For almost four decades, the U.S. has recognized October as Breast Cancer Awareness Month to spotlight the disease and funding for research on breast cancer diagnoses, treatments and prevention.
According to the Centers for Disease Control and Prevention, one in eight women in the U.S. will get breast cancer in her lifetime. This Breast Cancer Awareness Month, prevention by reducing exposure to harmful chemicals should be top of mind.
The Covid-19 pandemic disrupted breast cancer screenings and mammograms – the National Cancer Institute estimated that mammograms declined by 80 percent in 2020. This is concerning, since breast cancer is on the rise, especially among young women.
Recent studies have linked environmental exposures to breast cancer. By better understanding the role of risk factors like lifestyle choices and chemical exposures in the development of breast cancer, prevention strategies can lower the risk of developing cancer.
Some endocrine-disrupting chemicals are known to contribute to the development of breast cancer, and are found in the foods we eat and the products we use every day, like personal care products and household cleaners.
Studies suggest these chemicals can alter DNA and interfere with gene expression, which may cause mutations in breast cells and make tissues more susceptible to cancer.
A healthier lifestyle may help reduce the risk of developing breast cancer. Here are some ideas for avoiding exposure to endocrine disruptors.
It’s important to know what food may contain or be contaminated with endocrine disruptors, so you can avoid them, when possible.
EWG’s Food Scores is a great guide to nutritious grocery store options. The database uses nutrition and ingredient information and processing concerns to generate ratings for more than 80,000 foods. Low scores indicate healthier options, whereas higher ratings raise red flags.
If you’re already at the grocery store, use EWG’s Healthy Living app to scan products as you shop. The app puts Food Scores ratings at your fingertips and makes shopping easier.
A diet heavy in fatty food is linked to a higher risk of many diseases, like cancer. The fat cells in the body produce estrogen, and high levels of estrogen are associated with the development of breast cancer.
Fruits and vegetables are part of a healthy diet. Pesticide residues are one way endocrine disruptors can enter the body. Some pesticides, like atrazine and organophosphates, may interfere with the hormone system. Buy organic when you can to limit pesticide exposure – consult EWG’s Shopper’s Guide to Pesticides in Produce™, which ranks produce based on its pesticide residues.
Organic foods may not always be an option due to cost and availability, so choose from EWG’s Clean Fifteen™ of produce with the lowest pesticide residues, and try to limit consumption of the produce on the Dirty Dozen™ list of items with the highest residues.
Some chemicals in food may also lead to weight gain and obesity, which raises the risk for cancer. These chemicals, called obesogens, can be found in many highly processed foods. They are more likely to contain a range of harmful chemicals, like artificial sweeteners, high-fructose corn syrup, preservatives and artificial flavorings and colorings. During processing and packaging, these foods may also become contaminated with other harmful chemicals, like the toxic “forever chemicals” known as PFAS.
Personal care products
Hormone-disrupting chemicals are added to many of the personal care products people use every day. Some common endocrine disruptors include PFAS, parabens and phthalates. It’s essential to lower overall exposures to these chemicals.

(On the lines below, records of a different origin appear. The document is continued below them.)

impl StreamFlow {
    fn lock_state(&self) -> MutexGuard<'_, StreamState> {
        self.state.lock().expect("stream state mutex poisoned")
    }

    /// Apply `next` unless the flow already resolved. The guard makes a tick
    /// that raced `cancel` a no-op instead of a late overwrite.
    fn transition(&self, next: StreamState) -> bool {
        let mut state = self.lock_state();
        if state.is_terminal() {
            return false;
        }
        if *state != next {
            debug!(
                info_hash = %self.subject,
                from = ?*state,
                to = ?next,
                "stream state advanced"
            );
            *state = next;
        }
        true
    }

    async fn hand_off(&self) -> Tick {
        match self.provider.playback_locator().await {
            Some(locator) => {
                if self.transition(StreamState::Playable) {
                    self.surface.launch_player(&locator);
                    self.surface.dismiss();
                    info!(info_hash = %self.subject, %locator, "stream handed to player");
                }
            }
            None => {
                if self.transition(StreamState::NoVideoFound) {
                    // Leave the surface visible so the message can be read.
                    self.surface.set_message(progress::NO_VIDEO_MESSAGE);
                    warn!(info_hash = %self.subject, "download playable but no video file found");
                }
            }
        }
        Tick::Stop
    }

    async fn advance(&self, snapshot: &DownloadSnapshot) {
        let mut current = *self.lock_state();
        if current == StreamState::EnsuringDownload {
            // A matching snapshot means the backend has the download now.
            if !self.transition(StreamState::WaitingForVodReady) {
                return;
            }
            current = StreamState::WaitingForVodReady;
        }

        if current == StreamState::WaitingForVodReady && snapshot.state.is_transferring() {
            if let Err(err) = self.provider.request_vod_start(&self.subject).await {
                warn!(info_hash = %self.subject, error = %err, "vod start request failed");
            }
            // Entering VodActive is the once-per-flow latch for the request
            // above; later ticks observing a transferring state skip it.
            if !self.transition(StreamState::VodActive) {
                return;
            }
        }

        self.update_surface(snapshot);
    }

    fn update_surface(&self, snapshot: &DownloadSnapshot) {
        let state = *self.lock_state();
        if state.is_terminal() {
            return;
        }
        if state == StreamState::VodActive {
            self.surface.set_message(&progress::format_vod_message(
                snapshot.vod_eta_seconds,
                snapshot.download_bps,
            ));
            self.surface
                .set_progress(progress::percent_ceil(snapshot.progress));
        } else {
            self.surface.set_message(&progress::format_status_message(
                &snapshot.state,
                snapshot.progress,
            ));
        }
    }
}

#[async_trait]
impl PollHandler for StreamFlow {
    async fn on_tick(&self) -> anyhow::Result<Tick> {
        if self.lock_state().is_terminal() {
            return Ok(Tick::Stop);
        }

        // Ask for fresh data first, then read whatever the backend holds.
        if let Err(err) = self.provider.request_status(&self.subject).await {
            debug!(
                info_hash = %self.subject,
                error = %err,
                "status refresh failed; retrying on the next tick"
            );
            return Ok(Tick::Continue);
        }
        let Some(snapshot) = self.provider.current_status().await else {
            return Ok(Tick::Continue);
        };
        if !snapshot.is_for(&self.subject) {
            // Stale answer from a superseded request; never act on it.
            debug!(
                info_hash = %self.subject,
                reported = %snapshot.info_hash,
                "discarding snapshot for another download"
            );
            return Ok(Tick::Continue);
        }

        if snapshot.vod_playable {
            return Ok(self.hand_off().await);
        }
        self.advance(&snapshot).await;
        Ok(Tick::Continue)
    }
}

#[cfg(test)]
mod tests {
    use super::*;
    use peervod_downloads::{DownloadState, StubProvider};
    use std::sync::atomic::{AtomicUsize, Ordering};

    const HASH_A: &str = "aaaaaaaaaaaaaaaaaaaaaaaaaaaaaaaaaaaaaaaa";
    const HASH_B: &str = "bbbbbbbbbbbbbbbbbbbbbbbbbbbbbbbbbbbbbbbb";

    #[derive(Default)]
    struct RecordingSurface {
        messages: Mutex<Vec<String>>,
        percents: Mutex<Vec<u8>>,
        launches: Mutex<Vec<Url>>,
        dismissals: AtomicUsize,
    }

    impl RecordingSurface {
        fn last_message(&self) -> Option<String> {
            self.messages.lock().expect("messages").last().cloned()
        }

        fn launch_count(&self) -> usize {
            self.launches.lock().expect("launches").len()
        }

        fn dismissed(&self) -> bool {
            self.dismissals.load(Ordering::SeqCst) > 0
        }
    }

    impl PlaybackSurface for RecordingSurface {
        fn set_message(&self, text: &str) {
            self.messages.lock().expect("messages").push(text.to_string());
        }

        fn set_progress(&self, percent: u8) {
            self.percents.lock().expect("percents").push(percent);
        }

        fn dismiss(&self) {
            self.dismissals.fetch_add(1, Ordering::SeqCst);
        }

        fn launch_player(&self, locator: &Url) {
            self.launches.lock().expect("launches").push(locator.clone());
        }
    }

    struct Harness {
        provider: Arc<StubProvider>,
        surface: Arc<RecordingSurface>,
        coordinator: StreamingCoordinator,
        subject: InfoHash,
    }

    fn harness() -> Harness {
        let subject = InfoHash::new(HASH_A).expect("valid hash");
        let provider = Arc::new(StubProvider::new());
        let surface = Arc::new(RecordingSurface::default());
        let coordinator = StreamingCoordinator::new(
            subject.clone(),
            "Night Train",
            Arc::clone(&provider) as _,
            Arc::clone(&surface) as _,
            &StreamingConfig::default(),
        )
        .expect("coordinator");
        Harness {
            provider,
            surface,
            coordinator,
            subject,
        }
    }

    fn downloading(subject: &InfoHash, progress: f64) -> DownloadSnapshot {
        let mut snapshot = DownloadSnapshot::new(subject.clone(), DownloadState::Downloading);
        snapshot.progress = progress;
        snapshot.download_bps = 1_572_864;
        snapshot
    }

    fn playable(subject: &InfoHash) -> DownloadSnapshot {
        let mut snapshot = DownloadSnapshot::new(subject.clone(), DownloadState::VodDownloading);
        snapshot.progress = 0.35;
        snapshot.vod_playable = true;
        snapshot
    }

    async fn tick(harness: &Harness) -> Tick {
        harness.coordinator.flow.on_tick().await.expect("tick")
    }

    #[tokio::test]
    async fn begin_with_download_requests_it_exactly_once() {
        let mut harness = harness();
        harness.coordinator.begin(true).await.expect("begin");
        assert_eq!(harness.provider.download_start_count(&harness.subject), 1);
        assert_eq!(harness.coordinator.state(), StreamState::EnsuringDownload);
        assert_eq!(
            harness.surface.last_message().as_deref(),
            Some(progress::PREPARING_MESSAGE)
        );
        harness.coordinator.cancel();
    }

    #[tokio::test]
    async fn begin_without_download_skips_the_request() {
        let mut harness = harness();
        harness.coordinator.begin(false).await.expect("begin");
        assert_eq!(harness.provider.download_start_count(&harness.subject), 0);
        assert_eq!(harness.coordinator.state(), StreamState::WaitingForVodReady);
        harness.coordinator.cancel();
    }

    #[tokio::test]
    async fn begin_twice_is_rejected() {
        let mut harness = harness();
        harness.coordinator.begin(false).await.expect("begin");
        let err = harness.coordinator.begin(false).await.expect_err("restart");
        assert!(matches!(err, StreamError::AlreadyStarted { .. }));
        harness.coordinator.cancel();
    }

    #[tokio::test]
    async fn vod_start_is_sent_once_and_handoff_happens_on_the_playable_tick() {
        let mut harness = harness();
        let locator = Url::parse("http://127.0.0.1:8080/stream.mp4").expect("url");
        harness.provider.set_locator(Some(locator.clone()));
        for step in 0..5 {
            harness
                .provider
                .push_snapshot(downloading(&harness.subject, f64::from(step) * 0.05));
        }
        harness.provider.push_snapshot(playable(&harness.subject));
        harness.coordinator.begin(true).await.expect("begin");

        for _ in 0..5 {
            assert_eq!(tick(&harness).await, Tick::Continue);
            assert!(!harness.coordinator.state().is_terminal());
        }
        assert_eq!(harness.provider.vod_start_count(&harness.subject), 1);
        assert_eq!(harness.coordinator.state(), StreamState::VodActive);

        assert_eq!(tick(&harness).await, Tick::Stop);
        assert_eq!(harness.coordinator.state(), StreamState::Playable);
        assert_eq!(harness.surface.launch_count(), 1);
        assert_eq!(
            harness.surface.launches.lock().expect("launches")[0],
            locator
        );
        assert!(harness.surface.dismissed());
    }

    #[tokio::test]
    async fn mismatched_snapshot_changes_nothing() {
        let mut harness = harness();
        harness.coordinator.begin(false).await.expect("begin");
        let other = InfoHash::new(HASH_B).expect("valid hash");
        harness.provider.set_current(Some(playable(&other)));

        let before_state = harness.coordinator.state();
        let before_messages = harness.surface.messages.lock().expect("messages").len();
        assert_eq!(tick(&harness).await, Tick::Continue);
        assert_eq!(harness.coordinator.state(), before_state);
        assert_eq!(
            harness.surface.messages.lock().expect("messages").len(),
            before_messages
        );
        assert_eq!(harness.surface.launch_count(), 0);
        harness.coordinator.cancel();
    }

    #[tokio::test]
    async fn absent_snapshot_keeps_polling() {
        let mut harness = harness();
        harness.coordinator.begin(true).await.expect("begin");
        harness.provider.set_current(None);
        assert_eq!(tick(&harness).await, Tick::Continue);
        assert_eq!(harness.coordinator.state(), StreamState::EnsuringDownload);
        harness.coordinator.cancel();
    }

    #[tokio::test]
    async fn playable_without_a_locator_resolves_to_no_video_found() {
        let mut harness = harness();
        harness.provider.push_snapshot(playable(&harness.subject));
        harness.coordinator.begin(true).await.expect("begin");

        assert_eq!(tick(&harness).await, Tick::Stop);
        assert_eq!(harness.coordinator.state(), StreamState::NoVideoFound);
        assert_eq!(harness.surface.launch_count(), 0);
        assert!(!harness.surface.dismissed());
        assert_eq!(
            harness.surface.last_message().as_deref(),
            Some(progress::NO_VIDEO_MESSAGE)
        );

        // Resolved flows stop making provider calls on later ticks.
        assert_eq!(tick(&harness).await, Tick::Stop);
        assert_eq!(harness.provider.vod_start_count(&harness.subject), 0);
    }

    #[tokio::test]
    async fn cancel_racing_a_tick_resolves_to_cancelled() {
        let mut harness = harness();
        harness.provider.push_snapshot(playable(&harness.subject));
        let locator = Url::parse("http://127.0.0.1:8080/stream.mp4").expect("url");
        harness.provider.set_locator(Some(locator));
        harness.coordinator.begin(true).await.expect("begin");

        // Cancel lands while the snapshot is already staged; the next tick
        // must discard its own result instead of overwriting the cancel.
        harness.coordinator.cancel();
        assert_eq!(tick(&harness).await, Tick::Stop);
        assert_eq!(harness.coordinator.state(), StreamState::Cancelled);
        assert_eq!(harness.surface.launch_count(), 0);
    }

    #[tokio::test]
    async fn vod_mode_messages_show_eta_and_rate() {
        let mut harness = harness();
        let mut vod = downloading(&harness.subject, 0.301);
        vod.state = DownloadState::VodDownloading;
        vod.vod_eta_seconds = Some(90);
        harness.provider.push_snapshot(vod);
        harness.coordinator.begin(false).await.expect("begin");

        assert_eq!(tick(&harness).await, Tick::Continue);
        assert_eq!(harness.coordinator.state(), StreamState::VodActive);
        assert_eq!(
            harness.surface.last_message().as_deref(),
            Some("Video starts playing in about 1m 30s (1.50 MiB/s).")
        );
        assert_eq!(
            harness.surface.percents.lock().expect("percents").last(),
            Some(&31)
        );
        harness.coordinator.cancel();
    }

    #[tokio::test]
    async fn queued_snapshots_show_the_generic_status_line() {
        let mut harness = harness();
        let queued = DownloadSnapshot::new(harness.subject.clone(), DownloadState::Queued);
        harness.provider.push_snapshot(queued);
        harness.coordinator.begin(true).await.expect("begin");

        assert_eq!(tick(&harness).await, Tick::Continue);
        assert_eq!(harness.coordinator.state(), StreamState::WaitingForVodReady);
        assert_eq!(harness.provider.vod_start_count(&harness.subject), 0);
        assert_eq!(
            harness.surface.last_message().as_deref(),
            Some("Download status: queued")
        );
        harness.coordinator.cancel();
    }

    #[tokio::test]
    async fn play_slot_replaces_and_cancels_the_previous_request() {
        let first = harness();
        let second = harness();
        let mut slot = PlaySlot::new();
        slot.start(first.coordinator, false).await.expect("start");
        assert_eq!(
            slot.current().map(StreamingCoordinator::state),
            Some(StreamState::WaitingForVodReady)
        );

        slot.start(second.coordinator, false).await.expect("start");
        assert_eq!(
            slot.current().map(StreamingCoordinator::state),
            Some(StreamState::WaitingForVodReady)
        );
        slot.cancel();
        assert!(slot.current().is_none());
    }
}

EWG’s Skin Deep® database provides hazard ratings for nearly 90,000 personal care products. Products and ingredients are rated on a scale of one to 10, from low to high hazard, to make it easier to choose products with fewer hormone-disrupting chemicals.
You can also look on Skin Deep for personal care products that carry the EWG VERIFIED™ mark. These products are free from EWG’s chemicals of concern and meet our strictest criteria for your health.
A recent intervention studied 50 Hispanic women and their exposure to endocrine-disrupting chemicals such as phthalates and cyclosiloxanes. The researchers found that household cleaners may be a significant source of exposure to endocrine disruptors. Measuring by air concentrations, they found switching from standard cleaning products to products that rated well in EWG’s Guide to Healthy Cleaning and EPA’s Safer Choice program led to a big decrease in exposure to these chemicals and to carcinogens.
It may be tough for consumers to decode complicated labels to find green cleaners. Companies greenwash – or make false environmental claims about – their products by slapping terms like “non-toxic” and “natural” on labels. But marketing claims aren’t regulated, and definitions often vary widely by company.
EWG’s cleaners database rates more than 2,500 cleaning products, based on ingredient hazards and transparency. You can also look for the EWG VERIFIED mark on household cleaning products, which meet EWG’s strictest standards.